Transcribe each record as written.

---------- TASK INPUT ----------

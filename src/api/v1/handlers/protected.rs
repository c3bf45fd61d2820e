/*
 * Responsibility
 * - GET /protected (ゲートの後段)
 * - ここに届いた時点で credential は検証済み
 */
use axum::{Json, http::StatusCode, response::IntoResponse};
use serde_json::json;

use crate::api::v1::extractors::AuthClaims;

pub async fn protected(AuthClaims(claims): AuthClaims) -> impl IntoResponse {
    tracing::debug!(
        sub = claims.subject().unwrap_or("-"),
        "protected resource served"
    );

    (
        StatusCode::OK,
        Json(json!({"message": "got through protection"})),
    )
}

----------

OUTPUT FOR THIS TASK:
filename src/api/v1/handlers/protected.rs
repository c3bf45fd61d2820e
/*
 * Responsibility
 * - GET /protected (ゲートの後段)
 * - ここに届いた時点で credential は検証済み
 */
use axum::{Json, http::StatusCode, response::IntoResponse};
use serde_json::json;

use crate::api::v1::extractors::AuthClaims;

pub async fn protected(AuthClaims(claims): AuthClaims) -> impl IntoResponse {
    tracing::debug!(
        sub = claims.subject().unwrap_or("-"),
        "protected resource served"
    );

    (
        StatusCode::OK,
        Json(json!({"message": "got through protection"})),
    )
}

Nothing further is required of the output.